Während die Europäer Donald Trump kritisierten, weil er Jerusalem als Hauptstadt Israels anerkannt habe, seien ihm keine "Verurteilungen" aus Europa von palästinensischen Raketenabschüssen auf israelisches Gebiet bekannt geworden, erklärte Netanjahu. "Obwohl ich Europa respektiere, bin ich nicht bereit, von dieser Seite Doppelmoral hinzunehmen", sagte Netanjahu, der am Sonntag in Paris zu Besuch war. Die EU-Außenbeauftragte Federica Mogherini hatte Trumps Jerusalem-Entscheidung mit den Worten kritisiert, der neue Kurs könne "uns in noch dunklere Zeiten zurückzuschicken als die, in denen wir bereits leben".

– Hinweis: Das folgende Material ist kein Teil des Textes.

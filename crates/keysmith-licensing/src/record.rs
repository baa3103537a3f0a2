//! Signed license records.
//!
//! A record is rendered as `SERIAL,EE,VV,Standard,TRAILER`. The same
//! template is rendered twice: once with the hardware id as the trailer to
//! produce the signed message, and once with the signature as the trailer to
//! produce the emitted line. Both renderings must be byte-identical apart
//! from the trailer.

use crate::serial::Serial;
use keysmith_core::{Error, Result};
use keysmith_dsa::{DsaPrivateKey, DsaPublicKey, SIGNATURE_HEX_LEN};
use rand::{CryptoRng, RngCore};
use std::fmt;
use std::str::FromStr;

/// License tier field. Always this literal.
pub const LICENSE_TIER: &str = "Standard";

/// Render the record template with the given trailer.
pub fn render_template(serial: &Serial, edition: u32, version: u32, trailer: &str) -> String {
    format!("{serial},{edition:02X},{version:02X},{LICENSE_TIER},{trailer}")
}

#[derive(Debug, Clone, PartialEq, Eq)]
pub struct LicenseRecord {
    serial: Serial,
    edition: u32,
    version: u32,
    signature: String,
}

impl LicenseRecord {
    /// Sign the template bound to `hwid` and keep the signature as trailer.
    pub fn sign<R>(
        key: &DsaPrivateKey,
        serial: Serial,
        edition: u32,
        version: u32,
        hwid: &str,
        rng: &mut R,
    ) -> Result<Self>
    where
        R: RngCore + CryptoRng + ?Sized,
    {
        let message = render_template(&serial, edition, version, hwid);
        let signature = keysmith_dsa::sign(key, &message, rng)?;
        Ok(Self {
            serial,
            edition,
            version,
            signature,
        })
    }

    pub fn serial(&self) -> &Serial {
        &self.serial
    }

    pub fn edition(&self) -> u32 {
        self.edition
    }

    pub fn version(&self) -> u32 {
        self.version
    }

    pub fn signature(&self) -> &str {
        &self.signature
    }

    /// The message this record's signature covers for a hardware id.
    pub fn signed_message(&self, hwid: &str) -> String {
        render_template(&self.serial, self.edition, self.version, hwid)
    }

    /// Check the signature against a public key and hardware id.
    pub fn verify(&self, key: &DsaPublicKey, hwid: &str) -> bool {
        keysmith_dsa::verify(key, &self.signed_message(hwid), &self.signature)
    }
}

impl fmt::Display for LicenseRecord {
    fn fmt(&self, f: &mut fmt::Formatter<'_>) -> fmt::Result {
        f.write_str(&render_template(
            &self.serial,
            self.edition,
            self.version,
            &self.signature,
        ))
    }
}

impl FromStr for LicenseRecord {
    type Err = Error;

    fn from_str(line: &str) -> Result<Self> {
        let fields: Vec<&str> = line.split(',').collect();
        let [serial, edition, version, tier, signature] = fields[..] else {
            return Err(Error::Decode(format!(
                "license record must have 5 fields, got {}",
                fields.len()
            )));
        };

        if tier != LICENSE_TIER {
            return Err(Error::Decode(format!("unexpected license tier {tier:?}")));
        }
        if signature.len() != SIGNATURE_HEX_LEN
            || !signature
                .chars()
                .all(|c| c.is_ascii_digit() || ('A'..='F').contains(&c))
        {
            return Err(Error::Decode(format!(
                "signature must be {SIGNATURE_HEX_LEN} uppercase hex digits"
            )));
        }

        Ok(Self {
            serial: serial.parse()?,
            edition: parse_code(edition)?,
            version: parse_code(version)?,
            signature: signature.to_string(),
        })
    }
}

fn parse_code(field: &str) -> Result<u32> {
    if field.len() < 2 || !field.chars().all(|c| c.is_ascii_hexdigit()) {
        return Err(Error::Decode(format!("invalid code field {field:?}")));
    }
    u32::from_str_radix(field, 16)
        .map_err(|e| Error::Decode(format!("invalid code field {field:?}: {e}")))
}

Die internationale Gemeinschaft favorisiert eine Einigung zwischen Israel und den Palästinensern auf eine Zwei-Staaten-Lösung, bei der Israel Jerusalem als seine Hauptstadt beanspruchen könnte, die Palästinenser aber zugleich das Recht erhielten, den von Israel besetzten Ostteil der Stadt zu ihrer Hauptstadt zu erklären.

Die teils gewaltsamen Demonstrationen gegen Trumps Entscheidung dauerten derweil an. Bis zum Sonntag wurden dabei vier Palästinenser von israelischen Sicherheitskräften getötet. Nach Angaben palästinensischer Gesundheitsdienste wurden seit Donnerstag bei Auseinandersetzungen mit israelischen Sicherheitskräften im Gazastreifen, Ost-Jerusalem und dem Westjordanland mindestens 1100 Menschen verletzt.

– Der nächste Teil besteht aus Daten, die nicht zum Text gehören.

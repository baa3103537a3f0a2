//! Legacy DSA-over-SHA-1 signatures.
//!
//! The verifier that consumes these signatures only understands DSA with a
//! SHA-1 digest and a fixed-width hexadecimal rendering of `(r, s)`. Neither
//! the hash nor the scheme can be changed without every issued license being
//! rejected, so both are kept exactly as the verifier expects.

use crate::key::{DsaPrivateKey, DsaPublicKey};
use keysmith_core::{Error, Result};
use num_bigint::{BigUint, RandBigInt};
use num_traits::{One, Zero};
use rand::{CryptoRng, RngCore};
use sha1::{Digest, Sha1};
use tracing::debug;

/// Largest private exponent the verifier accepts, in bits.
pub const MAX_PRIVATE_KEY_BITS: u64 = 1024;

/// Hex digits per signature component.
pub const COMPONENT_HEX_WIDTH: usize = 40;

/// Hex digits in a rendered signature.
pub const SIGNATURE_HEX_LEN: usize = COMPONENT_HEX_WIDTH * 2;

/// A raw `(r, s)` signature pair.
#[derive(Debug, Clone, PartialEq, Eq)]
pub struct Signature {
    pub r: BigUint,
    pub s: BigUint,
}

impl Signature {
    /// Render as `r` then `s`, each zero-padded to 40 uppercase hex digits.
    pub fn to_hex(&self) -> String {
        format!("{:040X}{:040X}", self.r, self.s)
    }

    pub fn from_hex(hex_string: &str) -> Result<Self> {
        if hex_string.len() != SIGNATURE_HEX_LEN {
            return Err(Error::Decode(format!(
                "signature must be {SIGNATURE_HEX_LEN} hex digits, got {}",
                hex_string.len()
            )));
        }
        if !hex_string.bytes().all(|b| b.is_ascii_hexdigit()) {
            return Err(Error::Decode("signature contains non-hex characters".into()));
        }
        let (r, s) = hex_string.split_at(COMPONENT_HEX_WIDTH);
        let parse = |part: &str| {
            BigUint::parse_bytes(part.as_bytes(), 16)
                .ok_or_else(|| Error::Decode(format!("invalid signature component {part}")))
        };
        Ok(Self {
            r: parse(r)?,
            s: parse(s)?,
        })
    }
}

/// SHA-1 digest of a message's UTF-8 bytes.
pub fn message_digest(message: &str) -> [u8; 20] {
    Sha1::digest(message.as_bytes()).into()
}

/// Sign a message and return the 80-digit hex signature.
pub fn sign<R>(key: &DsaPrivateKey, message: &str, rng: &mut R) -> Result<String>
where
    R: RngCore + CryptoRng + ?Sized,
{
    let signature = sign_digest(key, &message_digest(message), rng)?;
    Ok(signature.to_hex())
}

/// Sign a precomputed digest.
///
/// A fresh nonce is drawn from `rng` for every call. A nonce that yields a
/// zero `r` or `s` is reported as [`Error::Sign`]; retrying is up to the
/// caller.
pub fn sign_digest<R>(key: &DsaPrivateKey, digest: &[u8], rng: &mut R) -> Result<Signature>
where
    R: RngCore + CryptoRng + ?Sized,
{
    let bits = key.x().bits();
    if bits > MAX_PRIVATE_KEY_BITS {
        return Err(Error::KeySize {
            bits,
            max: MAX_PRIVATE_KEY_BITS,
        });
    }

    let params = key.params();
    let (p, q, g) = (params.p(), params.q(), params.g());
    if p.is_zero() || q.bits() < 2 || g.is_zero() || key.x().is_zero() || q.bits() % 8 != 0 {
        return Err(Error::Sign("invalid domain parameters".into()));
    }

    let k = rng.gen_biguint_range(&BigUint::one(), q);
    let k_inv = fermat_inverse(&k, q);

    let r = g.modpow(&k, p) % q;
    if r.is_zero() {
        return Err(Error::Sign("nonce produced r = 0".into()));
    }

    let z = digest_to_integer(digest, q);
    let s = ((key.x() * &r + z) % q) * k_inv % q;
    if s.is_zero() {
        return Err(Error::Sign("nonce produced s = 0".into()));
    }

    debug!(r_bits = r.bits(), s_bits = s.bits(), "Produced DSA signature");
    Ok(Signature { r, s })
}

/// Check a hex signature over a message.
pub fn verify(key: &DsaPublicKey, message: &str, signature_hex: &str) -> bool {
    match Signature::from_hex(signature_hex) {
        Ok(signature) => verify_digest(key, &message_digest(message), &signature),
        Err(_) => false,
    }
}

pub fn verify_digest(key: &DsaPublicKey, digest: &[u8], signature: &Signature) -> bool {
    let params = key.params();
    let (p, q, g) = (params.p(), params.q(), params.g());
    if p.is_zero() || q.bits() < 2 || q.bits() % 8 != 0 {
        return false;
    }
    let Signature { r, s } = signature;
    if r.is_zero() || r >= q || s.is_zero() || s >= q {
        return false;
    }

    let w = fermat_inverse(s, q);
    let z = digest_to_integer(digest, q);
    let u1 = z * &w % q;
    let u2 = r * &w % q;
    let v = (g.modpow(&u1, p) * key.y().modpow(&u2, p)) % p % q;
    &v == r
}

/// Leftmost bytes of the digest, as many as `q` is long.
fn digest_to_integer(digest: &[u8], q: &BigUint) -> BigUint {
    let len = (q.bits() / 8) as usize;
    BigUint::from_bytes_be(&digest[..len.min(digest.len())])
}

/// Inverse modulo a prime.
fn fermat_inverse(k: &BigUint, q: &BigUint) -> BigUint {
    k.modpow(&(q - 2u32), q)
}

Die Fatah von Palästinenserpräsident Mahmud Abbas rief zu weiteren Protesten auf. Die Palästinenser sollten die "Konfrontation aufrechterhalten und auf alle Punkte ausweiten, an denen die israelische Armee präsent ist", hieß es in dem Aufruf des Palästinenserpräsidenten. Er sagte ein Treffen mit US-Vizepräsident Mike Pence ab.

Ein Palästinenser stach am Sonntag in Jerusalem einen israelischen Wachmann nieder. Der 24-Jährige aus dem Westjordanland habe sein Opfer am Zentralen Busbahnhof der Stadt angegriffen und schwer verletzt, teilte die Polizei mit. Sie sprach von einem "Terrorangriff". Der Angreifer wurde verletzt festgenommen.

Trumps Entscheidung löste auch in anderen Ländern heftige Proteste aus. Zehntausende Menschen gingen in muslimischen Ländern auf die Straße, darunter Jordanien, die Türkei, Marokko, Pakistan und Malaysia.

Bei einer Kundgebung vor der US-Botschaft in Berlin mit bis zu 1200 Demonstranten wurden nach Polizeiangaben am Freitagabend zwei israelische Fahnen verbrannt. Die Polizei teilte später via Twitter mit, es habe "zehn Freiheitsentziehungen und zwölf Strafanzeigen" gegeben, unter anderem wegen des Verbrennens von Israel-Fahnen.

Die Arabische Liga kündigte an, den UN-Sicherheitsrat für eine Resolution anrufen zu wollen, in welcher die US-Entscheidung als Verletzung internationalen Rechts verurteilt werden solle. Bei einer Dringlichkeitssitzung des UN-Sicherheitsrats in New York waren die USA am Freitag weitgehend isoliert.